Social Credit Already Exists In The West…Just with Different Spins
November 4, 2025
China is a dystopian nightmare with its social credit system. Westerners believe they can breathe a sigh of relief because that doesn’t happen in their home countries. Oh, how wrong they are. Social credit systems are here, they’re just run by a capitalist system. The Nexus author Natalie Pang explores the idea in, “Your Phone Already Has Social Credit. We Just Lie About It.”

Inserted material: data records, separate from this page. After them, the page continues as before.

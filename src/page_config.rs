// Banner configuration read from `data-*` attributes on the canvas.
// Pure parsing over a lookup function; the DOM side lives in `dom.rs`.

use parallax_core::{Layer, ParallaxConfig};

// Keys as they appear in `HTMLElement.dataset` (camelCase of the attribute)
pub const KEY_BACK: &str = "back";
pub const KEY_MIDDLE: &str = "middle";
pub const KEY_FRONT: &str = "front";
pub const KEY_MAX_OFFSET: &str = "maxOffset";
pub const KEY_MAX_ANGLE_X: &str = "maxAngleX";
pub const KEY_MAX_ANGLE_Y: &str = "maxAngleY";
pub const KEY_PERSPECTIVE: &str = "perspective";
pub const KEY_BACKGROUND_SCALE: &str = "backgroundScale";
pub const KEY_MIDDLE_SCALE: &str = "middleScale";
pub const KEY_FOREGROUND_SCALE: &str = "foregroundScale";

#[inline]
fn parse_f32(raw: Option<String>) -> Option<f32> {
    raw?.trim().parse::<f32>().ok().filter(|v| v.is_finite())
}

fn override_f32(lookup: &impl Fn(&str) -> Option<String>, key: &str, slot: &mut f32) {
    if let Some(v) = parse_f32(lookup(key)) {
        *slot = v;
    }
}

/// Build a config from page-supplied values, keeping defaults for anything
/// missing or unparsable. An invalid result falls back to the defaults
/// wholesale (image references are kept).
pub fn config_from_lookup(lookup: impl Fn(&str) -> Option<String>) -> ParallaxConfig {
    let image = |key: &str| lookup(key).map(|s| s.trim().to_string()).unwrap_or_default();
    let images = ParallaxConfig::with_images(image(KEY_BACK), image(KEY_MIDDLE), image(KEY_FRONT));

    let mut cfg = images.clone();
    override_f32(&lookup, KEY_MAX_OFFSET, &mut cfg.max_offset);
    override_f32(&lookup, KEY_MAX_ANGLE_X, &mut cfg.max_angle_x);
    override_f32(&lookup, KEY_MAX_ANGLE_Y, &mut cfg.max_angle_y);
    override_f32(&lookup, KEY_PERSPECTIVE, &mut cfg.perspective);
    override_f32(
        &lookup,
        KEY_BACKGROUND_SCALE,
        &mut cfg.layer_mut(Layer::Background).scale,
    );
    override_f32(&lookup, KEY_MIDDLE_SCALE, &mut cfg.layer_mut(Layer::Middle).scale);
    override_f32(
        &lookup,
        KEY_FOREGROUND_SCALE,
        &mut cfg.layer_mut(Layer::Foreground).scale,
    );

    match cfg.validate() {
        Ok(()) => cfg,
        Err(e) => {
            log::warn!("[config] {}; using defaults", e);
            images
        }
    }
}
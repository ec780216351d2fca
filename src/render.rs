use crate::constants::{CLEAR_COLOR, QUAD_VERTEX_COUNT};
use glam::Vec2;
use parallax_core::{layer_uniforms, Layer, ParallaxConfig, ParallaxFrame};
use web_sys as web;

mod helpers;
mod layers;
use layers::{create_layer_bgl, upload_layer, LayerResources};

pub static LAYER_WGSL: &str = include_str!("../shaders/layer.wgsl");

pub struct GpuState<'a> {
    surface: wgpu::Surface<'a>,
    device: wgpu::Device,
    queue: wgpu::Queue,
    config: wgpu::SurfaceConfiguration,

    pipeline: wgpu::RenderPipeline,
    layer_bgl: wgpu::BindGroupLayout,
    linear_sampler: wgpu::Sampler,
    // indexed by Layer::index; None until the image arrives
    layers: [Option<LayerResources>; 3],

    width: u32,
    height: u32,
    clear_color: wgpu::Color,
}

impl<'a> GpuState<'a> {
    pub async fn new(canvas: &'a web::HtmlCanvasElement) -> anyhow::Result<Self> {
        let width = canvas.width().max(1);
        let height = canvas.height().max(1);

        let instance = wgpu::Instance::default();
        let surface = instance.create_surface(wgpu::SurfaceTarget::Canvas(canvas.clone()))?;
        let adapter = instance
            .request_adapter(&wgpu::RequestAdapterOptions {
                power_preference: wgpu::PowerPreference::LowPower,
                compatible_surface: Some(&surface),
                force_fallback_adapter: false,
            })
            .await
            .ok_or_else(|| anyhow::anyhow!("No WebGPU adapter"))?;
        let (device, queue) = adapter
            .request_device(
                &wgpu::DeviceDescriptor {
                    required_features: wgpu::Features::empty(),
                    // Use default limits on web to avoid passing unknown fields to older WebGPU impls
                    required_limits: wgpu::Limits::default(),
                    memory_hints: wgpu::MemoryHints::Performance,
                    label: None,
                },
                None,
            )
            .await
            .map_err(|e| anyhow::anyhow!(format!("request_device error: {:?}", e)))?;
        let caps = surface.get_capabilities(&adapter);
        let format = caps
            .formats
            .iter()
            .copied()
            .find(|f| {
                matches!(
                    f,
                    wgpu::TextureFormat::Bgra8UnormSrgb | wgpu::TextureFormat::Rgba8UnormSrgb
                )
            })
            .or_else(|| caps.formats.first().copied())
            .ok_or_else(|| anyhow::anyhow!("surface reports no formats"))?;
        let alpha_mode = caps
            .alpha_modes
            .first()
            .copied()
            .unwrap_or(wgpu::CompositeAlphaMode::Auto);
        let config = wgpu::SurfaceConfiguration {
            usage: wgpu::TextureUsages::RENDER_ATTACHMENT,
            format,
            width,
            height,
            present_mode: wgpu::PresentMode::Fifo,
            alpha_mode,
            view_formats: vec![],
            desired_maximum_frame_latency: 2,
        };
        surface.configure(&device, &config);

        let shader = device.create_shader_module(wgpu::ShaderModuleDescriptor {
            label: Some("layer_shader"),
            source: wgpu::ShaderSource::Wgsl(LAYER_WGSL.into()),
        });
        let layer_bgl = create_layer_bgl(&device);
        let pl = device.create_pipeline_layout(&wgpu::PipelineLayoutDescriptor {
            label: Some("layer_pl"),
            bind_group_layouts: &[&layer_bgl],
            push_constant_ranges: &[],
        });
        let pipeline = helpers::make_layer_pipeline(&device, &pl, &shader, format);
        let linear_sampler = device.create_sampler(&wgpu::SamplerDescriptor {
            label: Some("linear_sampler"),
            address_mode_u: wgpu::AddressMode::ClampToEdge,
            address_mode_v: wgpu::AddressMode::ClampToEdge,
            address_mode_w: wgpu::AddressMode::ClampToEdge,
            mag_filter: wgpu::FilterMode::Linear,
            min_filter: wgpu::FilterMode::Linear,
            mipmap_filter: wgpu::FilterMode::Nearest,
            ..Default::default()
        });

        log::info!("[gpu] surface {}x{} format={:?}", width, height, format);
        Ok(Self {
            surface,
            device,
            queue,
            config,
            pipeline,
            layer_bgl,
            linear_sampler,
            layers: [None, None, None],
            width,
            height,
            clear_color: wgpu::Color {
                r: CLEAR_COLOR[0],
                g: CLEAR_COLOR[1],
                b: CLEAR_COLOR[2],
                a: CLEAR_COLOR[3],
            },
        })
    }

    /// Upload the decoded image for `layer`, replacing any previous one.
    pub fn set_layer_image(&mut self, layer: Layer, bitmap: &web::ImageBitmap) {
        let res = upload_layer(
            &self.device,
            &self.queue,
            &self.layer_bgl,
            &self.linear_sampler,
            layer,
            bitmap,
        );
        log::info!(
            "[gpu] {} layer {}x{}",
            layer.name(),
            res.image_size.x,
            res.image_size.y
        );
        self.layers[layer.index()] = Some(res);
    }

    /// Returns true when the surface was reconfigured.
    pub fn resize_if_needed(&mut self, width: u32, height: u32) -> bool {
        if width == 0 || height == 0 {
            return false;
        }
        if width == self.width && height == self.height {
            return false;
        }
        self.width = width;
        self.height = height;
        self.config.width = width;
        self.config.height = height;
        self.surface.configure(&self.device, &self.config);
        true
    }

    /// Reapply the surface configuration after the surface was lost.
    pub fn reconfigure(&mut self) {
        self.surface.configure(&self.device, &self.config);
    }

    pub fn render(
        &mut self,
        frame: &ParallaxFrame,
        cfg: &ParallaxConfig,
        pixel_ratio: f32,
    ) -> Result<(), wgpu::SurfaceError> {
        let viewport = Vec2::new(self.width as f32, self.height as f32);
        for layer in Layer::ALL {
            if let Some(res) = &self.layers[layer.index()] {
                let u =
                    layer_uniforms(frame, cfg, layer, res.image_size, viewport, pixel_ratio);
                self.queue
                    .write_buffer(&res.uniform_buffer, 0, bytemuck::bytes_of(&u));
            }
        }

        let surface_tex = self.surface.get_current_texture()?;
        let view = surface_tex
            .texture
            .create_view(&wgpu::TextureViewDescriptor::default());
        let mut encoder = self
            .device
            .create_command_encoder(&wgpu::CommandEncoderDescriptor {
                label: Some("encoder"),
            });
        {
            let mut rpass = encoder.begin_render_pass(&wgpu::RenderPassDescriptor {
                label: Some("parallax_pass"),
                color_attachments: &[Some(wgpu::RenderPassColorAttachment {
                    view: &view,
                    resolve_target: None,
                    ops: wgpu::Operations {
                        load: wgpu::LoadOp::Clear(self.clear_color),
                        store: wgpu::StoreOp::Store,
                    },
                })],
                depth_stencil_attachment: None,
                timestamp_writes: None,
                occlusion_query_set: None,
            });
            rpass.set_pipeline(&self.pipeline);
            // back to front
            for res in self.layers.iter().flatten() {
                rpass.set_bind_group(0, &res.bind_group, &[]);
                rpass.draw(0..QUAD_VERTEX_COUNT, 0..1);
            }
        }
        self.queue.submit(Some(encoder.finish()));
        surface_tex.present();
        Ok(())
    }
}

What exactly is social credit? It’s your digital reputation, a profile of your behavior captured by everything: Amazon, credit score, Airbnb, Uber, etc. There isn’t any difference between the social credit system in the west and China, except for one thing: transparency. China is 100% transparent that it rates people, while the West hides it behind many facades. China’s social credit system has been disbanded except for a few outliers. In the West, it’s alarming the impact it has on lives:
“Your credit score doesn’t just determine loan eligibility; it affects where you can live, which jobs you can get, and how much you pay for car insurance. But traditional credit scoring is expanding rapidly. Some specialized lenders scan social media profiles as part of alternative credit assessments, particularly for borrowers with limited credit histories. Payment apps and financial services increasingly track spending patterns and transaction behaviors to build comprehensive risk profiles. The European Central Bank has asked some institutions to monitor social media chatter for early warnings of bank runs, though this is more about systemic risk than individual account decisions. Background check companies routinely analyze social media presence for character assessment. LinkedIn algorithmically manages your professional visibility based on engagement patterns, posting frequency, and network connections, rankings that recruiters increasingly rely on to filter candidates. Even dating has become a scoring system: apps use engagement rates and response patterns to determine who rises to the top of the queue and who gets buried.”
Another difference between China and the West is that these apps don’t talk or affect each other. Amazon doesn’t impact your ride shares, while your dating app doesn’t impact your credit score. These data points can be described as proprietary data or a violation of a user’s privacy, so these companies don’t share them. Another way of putting it these companies don’t want to harm their bottom line.
Social crediting systems are already affecting the west, but only in realm of capitalism and social media. The bigger question to ask is what will happen if companies decide to share data for a profit? Then we’re screwed.